Ulis led UK to an SEC Tournament Championship in 2016 by averaging 24 points and five assists per game over the three-day event. He scored 30 points against 17th ranked Texas A&M in the SEC championship game and was named the MVP of the tourney. And the list of awards and accomplishments goes on and on.
But as I said in my previous article to open this series, my favorite players aren’t the guys that scored the must points or had the greatest dunks or even won the most championships. My favorite players are the guys that I felt like I had the greatest connection with as a fan.
In Tyler Ulis’s case it’s still hard to imagine a player that stands 5-9 winning all the awards I just mentioned. But what really stood out about Ulis was his leadership on the floor and his ability to get other players to play better around him because of his leadership and basketball IQ.
Here’s what UK coach John Calipari said about Ulis after watching him win award after award at the end of his sophomore season, “He’s the best floor general (Kentucky) has had since I’ve coached.” That’s high praise from a coach who also coached the likes of John Wall, Brandon Knight and Eric Bledsoe, among others.

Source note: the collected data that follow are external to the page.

impl Driver {
    pub fn evaluate(&mut self, text: &str, mode: Evaluation) -> Result<i64> {
        let trimmed = text.trim();

        if trimmed.is_empty() {
            return self.evaluate_node(&Node::Null, mode);
        }

        if let Some((prefix, delta)) = relative_label(trimmed) {
            let counter = if prefix == "lastLabel#" {
                self.last_label_counter as i64 + delta
            } else {
                self.next_label_counter as i64 + delta
            };
            let key = format!("{prefix}{counter}");
            if let Some(value) = self.find_constant(&key) {
                return Ok(value);
            }
            if self.phase == Phase::Query {
                return Ok(self.pc());
            }
            return self.fatal("relative label not declared");
        }

        let node = match parse(trimmed) {
            Ok(node) => node,
            Err(err) => return self.fatal(err.to_string()),
        };
        self.evaluate_node(&node, mode)
    }

    fn evaluate_node(&mut self, node: &Node, mode: Evaluation) -> Result<i64> {
        match node {
            Node::Null => Ok(0),
            Node::Literal(s) => self.evaluate_literal(s, mode),
            Node::Function { name, args } => self.evaluate_function(name, args, mode),
            Node::Unary(op, operand) => {
                let v = self.evaluate_node(operand, mode)?;
                Ok(match op {
                    UnaryOp::LogicalNot => i64::from(v == 0),
                    UnaryOp::BitwiseNot => !v,
                    UnaryOp::Positive => v,
                    UnaryOp::Negative => v.wrapping_neg(),
                })
            }
            Node::Binary(BinaryOp::LogicalAnd, lhs, rhs) => {
                let l = self.evaluate_node(lhs, mode)?;
                if l != 0 {
                    self.evaluate_node(rhs, mode)
                } else {
                    Ok(0)
                }
            }
            Node::Binary(BinaryOp::LogicalOr, lhs, rhs) => {
                let l = self.evaluate_node(lhs, mode)?;
                if l == 0 {
                    self.evaluate_node(rhs, mode)
                } else {
                    Ok(1)
                }
            }
            Node::Binary(op, lhs, rhs) => {
                let l = self.evaluate_node(lhs, mode)?;
                let r = self.evaluate_node(rhs, mode)?;
                self.apply_binary(*op, l, r)
            }
            Node::Condition(cond, when_true, when_false) => {
                if self.evaluate_node(cond, mode)? != 0 {
                    self.evaluate_node(when_true, mode)
                } else {
                    self.evaluate_node(when_false, mode)
                }
            }
            Node::Assign(target, value) => self.evaluate_assign(target, value, mode),
        }
    }

    fn apply_binary(&mut self, op: BinaryOp, l: i64, r: i64) -> Result<i64> {
        Ok(match op {
            BinaryOp::Multiply => l.wrapping_mul(r),
            BinaryOp::Divide => {
                if r == 0 {
                    return self.fatal("division by zero");
                }
                l.wrapping_div(r)
            }
            BinaryOp::Modulo => {
                if r == 0 {
                    return self.fatal("division by zero");
                }
                l.wrapping_rem(r)
            }
            BinaryOp::Add => l.wrapping_add(r),
            BinaryOp::Subtract => l.wrapping_sub(r),
            BinaryOp::ShiftLeft => l.wrapping_shl(r as u32),
            BinaryOp::ShiftRight => l.wrapping_shr(r as u32),
            BinaryOp::BitwiseAnd => l & r,
            BinaryOp::BitwiseOr => l | r,
            BinaryOp::BitwiseXor => l ^ r,
            BinaryOp::Equal => i64::from(l == r),
            BinaryOp::NotEqual => i64::from(l != r),
            BinaryOp::LessThanEqual => i64::from(l <= r),
            BinaryOp::GreaterThanEqual => i64::from(l >= r),
            BinaryOp::LessThan => i64::from(l < r),
            BinaryOp::GreaterThan => i64::from(l > r),
            BinaryOp::LogicalAnd | BinaryOp::LogicalOr => unreachable!("short-circuited above"),
        })
    }

    fn evaluate_literal(&mut self, s: &str, mode: Evaluation) -> Result<i64> {
        if let Some(hex) = s.strip_prefix("0x").or_else(|| s.strip_prefix('$')) {
            return self.parse_radix(hex, 16);
        }
        if let Some(bin) = s.strip_prefix("0b").or_else(|| s.strip_prefix('%')) {
            return self.parse_radix(bin, 2);
        }
        if let Some(oct) = s.strip_prefix("0o") {
            return self.parse_radix(oct, 8);
        }
        if s.as_bytes().first().is_some_and(u8::is_ascii_digit) {
            return self.parse_radix(s, 10);
        }
        if s.starts_with('\'') {
            return Ok(self.character_literal(s));
        }

        if let Some(variable) = find_scoped::<Variable>(&self.frames, &self.scope, s) {
            return Ok(variable.value);
        }
        if let Some(value) = self.find_constant(s) {
            return Ok(value);
        }
        if mode != Evaluation::Strict && self.phase == Phase::Query {
            return Ok(self.pc());
        }
        self.fatal(format!("unrecognized variable: {s}"))
    }

    fn parse_radix(&mut self, digits: &str, radix: u32) -> Result<i64> {
        match i64::from_str_radix(digits, radix) {
            Ok(value) => Ok(value),
            Err(err) => self.fatal(ParseError::from(err).to_string()),
        }
    }

    /// `'c'` or `'\x'` per the escape table shared with `text()`; any other shape is
    /// a warning, not a hard failure, and evaluates to `0`.
    fn character_literal(&mut self, s: &str) -> i64 {
        let inner = &s[1..s.len() - 1];
        let value = match inner.as_bytes() {
            [c] => Some(*c as i64),
            [b'\\', b's'] => Some(b'\'' as i64),
            [b'\\', b'd'] => Some(b'"' as i64),
            [b'\\', b'c'] => Some(b',' as i64),
            [b'\\', b'b'] => Some(b';' as i64),
            [b'\\', b'n'] => Some(b'\n' as i64),
            [b'\\', b'\\'] => Some(b'\\' as i64),
            _ => None,
        };
        match value {
            Some(v) => v,
            None => {
                let _ = self.warn(format!("unrecognized character constant: {s}"));
                0
            }
        }
    }

    fn evaluate_function(&mut self, name: &str, args: &[Node], mode: Evaluation) -> Result<i64> {
        let mut params = Vec::with_capacity(args.len());
        for arg in args {
            params.push(self.evaluate_node(arg, mode)?);
        }

        if params.is_empty() {
            match name {
                "origin" => return Ok(self.origin),
                "base" => return Ok(self.base),
                "pc" => return Ok(self.pc()),
                _ => {}
            }
        }

        let key = if params.is_empty() { name.to_owned() } else { format!("{name}#{}", params.len()) };
        if let Some(expression) = find_scoped::<Expression>(&self.frames, &self.scope, &key).cloned() {
            if !params.is_empty() {
                self.push_inline_frame();
            }
            for (parameter, value) in expression.parameters.iter().zip(&params) {
                self.set_symbol(Level::Inline, parameter, Variable { value: *value });
            }
            let result = self.evaluate(&expression.value, Evaluation::Default);
            if !params.is_empty() {
                self.pop_frame();
            }
            return result;
        }

        self.fatal(format!("unrecognized expression: {name}"))
    }

    fn evaluate_assign(&mut self, target: &Node, value: &Node, mode: Evaluation) -> Result<i64> {
        let name = match target {
            Node::Literal(s) => s.clone(),
            _ => return self.fatal("invalid assignment target"),
        };
        let v = self.evaluate_node(value, mode)?;
        match find_scoped_mut::<Variable>(&mut self.frames, &self.scope, &name) {
            Some(variable) => {
                variable.value = v;
                Ok(v)
            }
            None => self.fatal(format!("unrecognized variable assignment: {name}")),
        }
    }

    pub(crate) fn set_symbol<T>(&mut self, level: Level, name: &str, value: T)
    where
        crate::symbols::Frame: crate::symbols::HasStore<T>,
    {
        set_scoped(&mut self.frames, &self.scope, level, name, value);
    }
}
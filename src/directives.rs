//! Core assembler directives: everything `executeInstruction` falls through to once
//! it has ruled out macro/define/conditional/loop syntax. Anything not recognized
//! here is offered to the active [`crate::architecture::Architecture`] last.
//!
//! Grounded on `Bass::assemble` (the directive dispatch chain in `core.cpp`),
//! statement by statement, in the same order it checks them.

use crate::architecture::NoneArchitecture;
use crate::driver::Endian;
use crate::driver::Driver;
use crate::error::Result;
use crate::expr::Evaluation;
use crate::text;
use std::path::PathBuf;

pub fn assemble(driver: &mut Driver, statement: &str) -> Result<bool> {
    let s = statement;

    if s == "block {" || s == "} endblock" {
        return Ok(true);
    }

    if let Some(name) = wrapped(s, "namespace ", "{") {
        if !crate::symbols::validate_identifier(name) {
            return driver.fatal(format!("invalid namespace specifier: {name}"));
        }
        driver.scope.push(name);
        return Ok(true);
    }
    if s == "} endnamespace" {
        driver.scope.pop();
        return Ok(true);
    }

    if let Some(name) = wrapped(s, "function ", "{") {
        let pc = driver.pc();
        driver.set_constant(name, pc)?;
        driver.scope.push(name);
        return Ok(true);
    }
    if s == "} endfunction" {
        driver.scope.pop();
        return Ok(true);
    }

    if let Some(rest) = s.strip_prefix("constant ") {
        let (name, expr) = split_assign(driver, rest)?;
        let value = driver.evaluate(&expr, Evaluation::Default)?;
        driver.set_constant(name.trim(), value)?;
        return Ok(true);
    }

    if let Some(name) = label_name(s) {
        let pc = driver.pc();
        driver.set_constant(name, pc)?;
        return Ok(true);
    }

    if s == "-" || s == "- {" {
        let key = format!("lastLabel#{}", driver.last_label_counter);
        driver.last_label_counter += 1;
        let pc = driver.pc();
        driver.set_constant(&key, pc)?;
        return Ok(true);
    }
    if s == "+" || s == "+ {" {
        let key = format!("nextLabel#{}", driver.next_label_counter);
        driver.next_label_counter += 1;
        let pc = driver.pc();
        driver.set_constant(&key, pc)?;
        return Ok(true);
    }
    if s == "} endconstant" {
        return Ok(true);
    }

    if let Some(rest) = s.strip_prefix("output ") {
        let parts = text::split_args(driver, rest)?;
        let Some(raw_filename) = parts.first() else {
            return driver.fatal("output requires a filename");
        };
        let filename = unquote_filename(raw_filename);
        let create = matches!(parts.get(1).map(String::as_str), Some("create"));
        let path = driver.active_source_directory().join(filename);
        driver.set_output_target(Some(path), create)?;
        return Ok(true);
    }

    if let Some(rest) = s.strip_prefix("architecture ") {
        if rest == "none" {
            driver.architecture = Box::new(NoneArchitecture);
            return Ok(true);
        }
        return match locate_architecture_file(rest) {
            Some(_) => driver.fatal(format!("architecture table format is not supported: {rest}")),
            None => driver.fatal(format!("unknown architecture: {rest}")),
        };
    }

    if let Some(rest) = s.strip_prefix("endian ") {
        match rest {
            "lsb" => driver.endian = Endian::Lsb,
            "msb" => driver.endian = Endian::Msb,
            _ => return driver.fatal("invalid endian mode"),
        }
        return Ok(true);
    }

    if let Some(rest) = s.strip_prefix("origin ") {
        let value = driver.evaluate(rest, Evaluation::Default)?;
        driver.origin = value;
        driver.seek(value);
        return Ok(true);
    }

    if let Some(rest) = s.strip_prefix("base ") {
        let value = driver.evaluate(rest, Evaluation::Default)? - driver.origin;
        driver.base = value;
        return Ok(true);
    }

    if let Some(rest) = s.strip_prefix("enqueue ") {
        for token in text::split_args(driver, rest)? {
            match token.as_str() {
                "origin" => driver.queue.push(driver.origin),
                "base" => driver.queue.push(driver.base),
                "pc" => {
                    driver.queue.push(driver.origin);
                    driver.queue.push(driver.base);
                }
                other => return driver.fatal(format!("unrecognized enqueue variable: {other}")),
            }
        }
        return Ok(true);
    }

    if let Some(rest) = s.strip_prefix("dequeue ") {
        for token in text::split_args(driver, rest)? {
            match token.as_str() {
                "origin" => {
                    let origin = pop_queue(driver)?;
                    driver.origin = origin;
                    driver.seek(origin);
                }
                "base" => driver.base = pop_queue(driver)?,
                "pc" => {
                    driver.base = pop_queue(driver)?;
                    let origin = pop_queue(driver)?;
                    driver.origin = origin;
                    driver.seek(origin);
                }
                other => return driver.fatal(format!("unrecognized dequeue variable: {other}")),
            }
        }
        return Ok(true);
    }

    if let Some(rest) = s.strip_prefix("insert ") {
        return insert(driver, rest).map(|()| true);
    }

    if let Some(rest) = s.strip_prefix("fill ") {
        let parts = text::split_args(driver, rest)?;
        let Some(length_expr) = parts.first() else {
            return driver.fatal("fill requires a length");
        };
        let mut length = driver.evaluate(length_expr, Evaluation::Default)?;
        let byte = match parts.get(1) {
            Some(expr) => driver.evaluate(expr, Evaluation::Default)?,
            None => 0,
        };
        while length > 0 {
            driver.write(byte as u64, 1);
            length -= 1;
        }
        return Ok(true);
    }

    if let Some(rest) = s.strip_prefix("map ") {
        let parts = text::split_args(driver, rest)?;
        let Some(index_expr) = parts.first() else {
            return driver.fatal("map requires an index");
        };
        let index = driver.evaluate(index_expr, Evaluation::Default)?;
        let value = match parts.get(1) {
            Some(expr) => driver.evaluate(expr, Evaluation::Default)?,
            None => 0,
        };
        let length = match parts.get(2) {
            Some(expr) => driver.evaluate(expr, Evaluation::Default)?,
            None => 1,
        };
        for n in 0..length {
            driver.string_table[(index + n) as usize] = (value + n) as u8;
        }
        return Ok(true);
    }

    if let Some(length) = data_length(s) {
        let rest = &s[length.prefix_len..];
        for token in text::split_args(driver, rest)? {
            if token.starts_with('"') && token.ends_with('"') {
                let unquoted = text::unquote(driver, &token)?;
                for byte in unquoted.bytes() {
                    let mapped = driver.string_table[byte as usize];
                    driver.write(mapped as u64, length.bytes);
                }
            } else {
                let value = driver.evaluate(&token, Evaluation::Default)?;
                driver.write(value as u64, length.bytes);
            }
        }
        return Ok(true);
    }

    if let Some(rest) = s.strip_prefix("print ") {
        if driver.phase == crate::driver::Phase::Write {
            for token in text::split_args(driver, rest.trim())? {
                print_token(driver, &token)?;
            }
        }
        return Ok(true);
    }

    if let Some(rest) = s.strip_prefix("notice ") {
        if driver.phase == crate::driver::Phase::Write {
            let text = text::unquote(driver, rest.trim())?;
            driver.notice(text);
        }
        return Ok(true);
    }
    if let Some(rest) = s.strip_prefix("warning ") {
        if driver.phase == crate::driver::Phase::Write {
            let text = text::unquote(driver, rest.trim())?;
            driver.warn(text)?;
        }
        return Ok(true);
    }
    if let Some(rest) = s.strip_prefix("error ") {
        if driver.phase == crate::driver::Phase::Write {
            let text = text::unquote(driver, rest.trim())?;
            return driver.fatal(text);
        }
        return Ok(true);
    }

    let mut architecture = std::mem::replace(&mut driver.architecture, Box::new(NoneArchitecture));
    let handled = architecture.assemble(driver, statement);
    driver.architecture = architecture;
    handled
}

fn wrapped<'a>(s: &'a str, prefix: &str, suffix: &str) -> Option<&'a str> {
    s.strip_prefix(prefix)?.strip_suffix(suffix).map(str::trim)
}

fn label_name(s: &str) -> Option<&str> {
    if s == "- {" || s == "+ {" || s == "-" || s == "+" {
        return None;
    }
    let body = s.strip_suffix(" {").unwrap_or(s);
    body.strip_suffix(':')
}

fn split_assign(driver: &mut Driver, s: &str) -> Result<(String, String)> {
    match s.split_once('=') {
        Some((name, expr)) => Ok((name.trim().to_owned(), expr.trim().to_owned())),
        None => driver.fatal(format!("malformed assignment: {s}")),
    }
}

fn unquote_filename(s: &str) -> String {
    s.trim().trim_matches('"').to_owned()
}

/// Probes `./bass/architectures/<name>.arch`, then `<program-dir>/architectures/<name>.arch`
/// (the running executable's own directory), matching the original's architecture lookup.
fn locate_architecture_file(name: &str) -> Option<PathBuf> {
    let local = PathBuf::from("bass/architectures").join(format!("{name}.arch"));
    if local.exists() {
        return Some(local);
    }
    let program_dir = std::env::current_exe().ok()?.parent()?.to_path_buf();
    let beside_program = program_dir.join("architectures").join(format!("{name}.arch"));
    beside_program.exists().then_some(beside_program)
}

fn pop_queue(driver: &mut Driver) -> Result<i64> {
    match driver.queue.pop() {
        Some(value) => Ok(value),
        None => driver.fatal("dequeue from an empty queue"),
    }
}

struct DataLength {
    bytes: u32,
    prefix_len: usize,
}

fn data_length(s: &str) -> Option<DataLength> {
    let bytes = match s.get(0..3)? {
        "db " => 1,
        "dw " => 2,
        "dl " => 3,
        "dd " => 4,
        "dq " => 8,
        _ => return None,
    };
    Some(DataLength { bytes, prefix_len: 3 })
}

fn insert(driver: &mut Driver, rest: &str) -> Result<()> {
    let mut parts = text::split_args(driver, rest)?;
    if parts.is_empty() {
        return driver.fatal("insert requires a filename");
    }
    let name = if parts[0].starts_with('"') { None } else { Some(parts.remove(0)) };
    if parts.is_empty() || !parts[0].starts_with('"') {
        return driver.fatal("missing filename");
    }
    let filename = unquote_filename(&parts.remove(0));
    let data = std::fs::read(&filename).map_err(|_| ())
        .or_else(|()| driver.fatal::<Vec<u8>>(format!("file not found: {filename}")))?;

    let offset = match parts.first() {
        Some(expr) => driver.evaluate(expr, Evaluation::Default)? as usize,
        None => 0,
    }
    .min(data.len());
    let requested = match parts.get(1) {
        Some(expr) => driver.evaluate(expr, Evaluation::Default)? as usize,
        None => 0,
    };
    let length = if requested == 0 { data.len() - offset } else { requested };

    if let Some(name) = name {
        let pc = driver.pc();
        driver.set_constant(&name, pc)?;
        driver.set_constant(&format!("{name}.size"), length as i64)?;
    }
    for &byte in data[offset..offset + length].iter() {
        driver.write(byte as u64, 1);
    }
    Ok(())
}

fn print_token(driver: &mut Driver, token: &str) -> Result<()> {
    if token.starts_with('"') && token.ends_with('"') {
        eprint!("{}", text::unquote(driver, token)?);
    } else if let Some(expr) = token.strip_prefix("binary:") {
        let value = driver.evaluate(expr, Evaluation::Default)?;
        eprint!("{value:b}");
    } else if let Some(expr) = token.strip_prefix("hex:") {
        let value = driver.evaluate(expr, Evaluation::Default)?;
        eprint!("{value:x}");
    } else if let Some(expr) = token.strip_prefix("char:") {
        let value = driver.evaluate(expr, Evaluation::Default)?;
        eprint!("{}", value as u8 as char);
    } else {
        let value = driver.evaluate(token, Evaluation::Default)?;
        eprint!("{value}");
    }
    Ok(())
}

#[cfg(test)]
mod test {
    use super::*;
    use crate::driver::Phase;

    #[test]
    fn label_sets_constant_to_current_pc() {
        let mut driver = Driver::new();
        driver.origin = 0x10;
        assert!(assemble(&mut driver, "start:").unwrap());
        assert_eq!(Some(0x10), driver.find_constant("start"));
    }

    #[test]
    fn relative_labels_count_up_independently() {
        let mut driver = Driver::new();
        driver.origin = 4;
        assemble(&mut driver, "-").unwrap();
        driver.origin = 8;
        assemble(&mut driver, "-").unwrap();
        assert_eq!(Some(4), driver.find_constant("lastLabel#1"));
        assert_eq!(Some(8), driver.find_constant("lastLabel#2"));
    }

    #[test]
    fn origin_and_base_directives_compose_into_pc() {
        let mut driver = Driver::new();
        assemble(&mut driver, "origin 0x100").unwrap();
        assemble(&mut driver, "base 0x8000").unwrap();
        assert_eq!(0x8000, driver.pc());
    }

    #[test]
    fn enqueue_dequeue_pc_round_trips() {
        let mut driver = Driver::new();
        driver.origin = 4;
        driver.base = 0x8000;
        assemble(&mut driver, "enqueue pc").unwrap();
        driver.origin = 99;
        driver.base = 1;
        assemble(&mut driver, "dequeue pc").unwrap();
        assert_eq!(4, driver.origin);
        assert_eq!(0x8000, driver.base);
    }

    #[test]
    fn db_writes_bytes_and_strings() {
        let mut driver = Driver::new();
        driver.phase = Phase::Write;
        assemble(&mut driver, "db 1, 2, \"ab\"").unwrap();
        assert_eq!(vec![1, 2, b'a', b'b'], driver.output);
    }

    #[test]
    fn dw_writes_two_byte_little_endian_values() {
        let mut driver = Driver::new();
        driver.phase = Phase::Write;
        assemble(&mut driver, "dw 0x1234").unwrap();
        assert_eq!(vec![0x34, 0x12], driver.output);
    }

    #[test]
    fn fill_repeats_byte_value() {
        let mut driver = Driver::new();
        driver.phase = Phase::Write;
        assemble(&mut driver, "fill 3, 0x20").unwrap();
        assert_eq!(vec![0x20, 0x20, 0x20], driver.output);
    }

    #[test]
    fn fill_without_operand_is_fatal_not_a_panic() {
        let mut driver = Driver::new();
        assert!(assemble(&mut driver, "fill ").unwrap_err().message.contains("length"));
    }

    #[test]
    fn map_without_operand_is_fatal_not_a_panic() {
        let mut driver = Driver::new();
        assert!(assemble(&mut driver, "map ").unwrap_err().message.contains("index"));
    }

    #[test]
    fn output_without_filename_is_fatal_not_a_panic() {
        let mut driver = Driver::new();
        assert!(assemble(&mut driver, "output ").unwrap_err().message.contains("filename"));
    }

    #[test]
    fn namespace_qualifies_subsequent_labels() {
        let mut driver = Driver::new();
        assemble(&mut driver, "namespace foo {").unwrap();
        assemble(&mut driver, "start:").unwrap();
        assemble(&mut driver, "} endnamespace").unwrap();
        assert_eq!(Some(0), driver.find_constant("foo.start"));
    }

    #[test]
    fn unhandled_statement_falls_through_to_architecture() {
        let mut driver = Driver::new();
        assert!(!assemble(&mut driver, "nop").unwrap());
    }
}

Ulis at Kentucky was the ultimate competitor. He hated to lose. Who can forget his freshman performance against fourth ranked U of L when he was hit in the eye with an inadvertent elbow from a U of L player and went on to score 12 points in the second half, including two key three-point shots down the stretch that helped UK defeat the Cardinals at the Yum Center?
I will always remember the look in Ulis’s eye in the newspaper picture after the game. He had blood streaming down from a cut in the corner of his right eye but you could tell he was completely focused on the game at hand. No distractions whatsoever.
Even UK nemesis Mike Krzyzewski, head coach at Duke, was extremely complimentary of Ulis after his Blue Devils lost to UK in an early November game during the 2015-2016 season. Krzyzewski said, “God was good to him. He didn’t give him height, but gave him a heart that’s five times bigger than most people’s.”
And that quote really sums up my feelings about Tyler Ulis. While playing for Kentucky he had a heart that was five times bigger than most people’s, he always played with a chip on his shoulder as the ultimate competitor and was the best floor general to play for John Calipari at UK. Who could ask for more from your point guard?
I am a little biased and always cheer for the underdog. But who could not cheer for a kid that beat all the odds as a 5-2 point guard playing in Chicago, who came to play for a Wildcat program that rarely recruits a player under 6 feet tall and ended up as a point guard in the NBA? Those are some big accomplishments for anyone, let alone a 5-9, 160-pound warrior who never understood what the word “quit” means.